▶ [Aim of the exercise] Report back every line of the entries that contains "filename", exactly as written.

━━━━━ Material provided ━━━━━

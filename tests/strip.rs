mod tests {
    use twang_strip::{
        PixelStrip, Rgb, StripError,
        color::{BLACK, GREEN, RED, WHITE},
    };

    const fn rgb(r: u8, g: u8, b: u8) -> Rgb {
        Rgb { r, g, b }
    }

    #[test]
    fn test_new_fills_and_sizes() {
        let strip = PixelStrip::<16>::new(10, RED).unwrap();
        assert_eq!(strip.len(), 10);
        assert!(!strip.is_empty());
        assert_eq!(strip.last_position(), 9);
        assert_eq!(strip.as_slice(), &[RED; 10]);
    }

    #[test]
    fn test_new_rejects_bad_lengths() {
        assert_eq!(
            PixelStrip::<16>::new(0, BLACK).unwrap_err(),
            StripError::ZeroLength
        );
        assert_eq!(
            PixelStrip::<16>::new(17, BLACK).unwrap_err(),
            StripError::TooLong {
                len: 17,
                capacity: 16
            }
        );
    }

    #[test]
    fn test_get_set_are_bounds_checked() {
        let mut strip = PixelStrip::<16>::new(4, BLACK).unwrap();
        strip.set(3, GREEN).unwrap();
        assert_eq!(strip.get(3), Ok(GREEN));
        assert_eq!(
            strip.set(4, GREEN),
            Err(StripError::OutOfRange { index: 4, len: 4 })
        );
        // Capacity beyond the visible length is still out of range
        assert_eq!(
            strip.get(10),
            Err(StripError::OutOfRange { index: 10, len: 4 })
        );
    }

    #[test]
    #[should_panic]
    fn test_index_out_of_range_panics() {
        let strip = PixelStrip::<16>::new(4, BLACK).unwrap();
        let _ = strip[4];
    }

    #[test]
    fn test_add_wraps_at_255() {
        let mut strip = PixelStrip::<4>::new(2, rgb(250, 250, 250)).unwrap();
        strip.add(0, rgb(10, 10, 10)).unwrap();
        assert_eq!(strip[0], rgb(5, 5, 5));
        assert!(strip.add(2, WHITE).is_err());
    }

    #[test]
    fn test_add_pixel() {
        let mut strip = PixelStrip::<4>::new(2, BLACK).unwrap();
        strip.set(0, rgb(1, 2, 3)).unwrap();
        strip.set(1, rgb(10, 20, 30)).unwrap();
        strip.add_pixel(1, 0).unwrap();
        assert_eq!(strip[1], rgb(11, 22, 33));
    }

    #[test]
    fn test_nscale8() {
        let mut strip = PixelStrip::<4>::new(3, WHITE).unwrap();
        strip.nscale8(0, 128).unwrap();
        assert_eq!(strip[0], rgb(128, 128, 128));
        assert_eq!(strip[1], WHITE);

        strip.nscale8_all(250);
        assert_eq!(strip[0], rgb(125, 125, 125));
        assert_eq!(strip[2], rgb(250, 250, 250));
    }

    #[test]
    fn test_clear_and_fill() {
        let mut strip = PixelStrip::<8>::new(8, WHITE).unwrap();
        strip.clear();
        assert!(strip.as_slice().iter().all(|&pixel| pixel == BLACK));
        strip.fill(RED);
        assert!(strip.as_slice().iter().all(|&pixel| pixel == RED));
    }

    #[test]
    fn test_clipped_writes_skip_off_strip_positions() {
        let mut strip = PixelStrip::<8>::new(5, BLACK).unwrap();
        strip.paint_clipped(-1, RED);
        strip.paint_clipped(5, RED);
        assert!(strip.as_slice().iter().all(|&pixel| pixel == BLACK));

        strip.paint_clipped(0, RED);
        strip.add_clipped(4, rgb(1, 1, 1));
        strip.add_clipped(4, rgb(1, 1, 1));
        strip.add_clipped(-3, WHITE);
        assert_eq!(strip[0], RED);
        assert_eq!(strip[4], rgb(2, 2, 2));
    }

    #[test]
    fn test_position_helpers() {
        let strip = PixelStrip::<8>::new(5, BLACK).unwrap();
        assert_eq!(strip.clamp_position(-7), 0);
        assert_eq!(strip.clamp_position(2), 2);
        assert_eq!(strip.clamp_position(99), 4);
        assert_eq!(strip.index_of(-1), None);
        assert_eq!(strip.index_of(4), Some(4));
        assert_eq!(strip.index_of(5), None);
    }
}
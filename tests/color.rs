mod tests {
    use twang_strip::color::{
        BLACK, Hsv, Rgb, WHITE, add_colors, hsv_rainbow, hsv_raw, hsv_spectrum, hsv2rgb_rainbow,
        hsv2rgb_spectrum, nscale8,
    };

    const fn rgb(r: u8, g: u8, b: u8) -> Rgb {
        Rgb { r, g, b }
    }

    #[test]
    fn test_rainbow_section_starts() {
        let expected = [
            (0, rgb(255, 0, 0)),
            (32, rgb(171, 85, 0)),
            (64, rgb(171, 170, 0)),
            (96, rgb(0, 255, 0)),
            (128, rgb(0, 171, 85)),
            (160, rgb(0, 0, 255)),
            (192, rgb(85, 0, 171)),
            (224, rgb(170, 0, 85)),
        ];
        for (hue, color) in expected {
            assert_eq!(hsv_rainbow(hue, 255, 255), color, "hue {hue}");
        }
    }

    #[test]
    fn test_rainbow_inside_sections() {
        assert_eq!(hsv_rainbow(16, 255, 255), rgb(213, 42, 0));
        assert_eq!(hsv_rainbow(31, 255, 255), rgb(173, 82, 0));
        assert_eq!(hsv_rainbow(48, 255, 255), rgb(171, 127, 0));
        assert_eq!(hsv_rainbow(80, 255, 255), rgb(86, 212, 0));
        assert_eq!(hsv_rainbow(255, 255, 255), rgb(252, 0, 3));
    }

    #[test]
    fn test_rainbow_saturation_and_value() {
        assert_eq!(hsv_rainbow(25, 255, 100), rgb(29, 10, 0));
        assert_eq!(hsv_rainbow(100, 128, 200), rgb(38, 113, 41));
        assert_eq!(hsv_rainbow(0, 255, 150), rgb(88, 0, 0));
    }

    #[test]
    fn test_rainbow_zero_saturation_is_white() {
        for hue in 0..=255u8 {
            assert_eq!(hsv_rainbow(hue, 0, 255), WHITE);
        }
    }

    #[test]
    fn test_rainbow_zero_value_is_black() {
        for hue in 0..=255u8 {
            for sat in [0, 1, 128, 254, 255] {
                assert_eq!(hsv_rainbow(hue, sat, 0), BLACK);
            }
        }
    }

    #[test]
    fn test_spectrum() {
        assert_eq!(hsv_spectrum(0, 255, 255), rgb(251, 0, 0));
        assert_eq!(hsv_spectrum(85, 255, 255), rgb(0, 251, 0));
        assert_eq!(hsv_spectrum(128, 255, 255), rgb(0, 127, 123));
        assert_eq!(hsv_spectrum(170, 255, 255), rgb(0, 0, 251));
        assert_eq!(hsv_spectrum(255, 255, 128), rgb(126, 0, 0));
        assert_eq!(hsv_spectrum(128, 0, 255), rgb(254, 254, 254));
    }

    #[test]
    fn test_spectrum_and_rainbow_differ() {
        assert_ne!(hsv_spectrum(64, 255, 255), hsv_rainbow(64, 255, 255));
    }

    #[test]
    fn test_hsv_raw_floor() {
        // Zero saturation: every channel sits on the floor
        assert_eq!(hsv_raw(10, 0, 200), rgb(199, 199, 199));
    }

    #[test]
    fn test_hsv_struct_wrappers() {
        let hsv = Hsv {
            hue: 100,
            sat: 128,
            val: 200,
        };
        assert_eq!(hsv2rgb_rainbow(hsv), hsv_rainbow(100, 128, 200));
        assert_eq!(hsv2rgb_spectrum(hsv), hsv_spectrum(100, 128, 200));
    }

    #[test]
    fn test_add_colors_wraps_at_255() {
        let a = rgb(250, 250, 250);
        let b = rgb(10, 10, 10);
        assert_eq!(add_colors(a, b), rgb(5, 5, 5));
        assert_eq!(add_colors(b, a), rgb(5, 5, 5));
        assert_eq!(add_colors(rgb(1, 2, 3), BLACK), rgb(1, 2, 3));
    }

    #[test]
    fn test_nscale8() {
        assert_eq!(nscale8(WHITE, 128), rgb(128, 128, 128));
        assert_eq!(nscale8(rgb(200, 100, 0), 250), rgb(196, 98, 0));
        assert_eq!(nscale8(WHITE, 0), BLACK);
    }
}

━━━━━

▶ [Result of the task]
filename tests/strip.rs
filename tests/color.rs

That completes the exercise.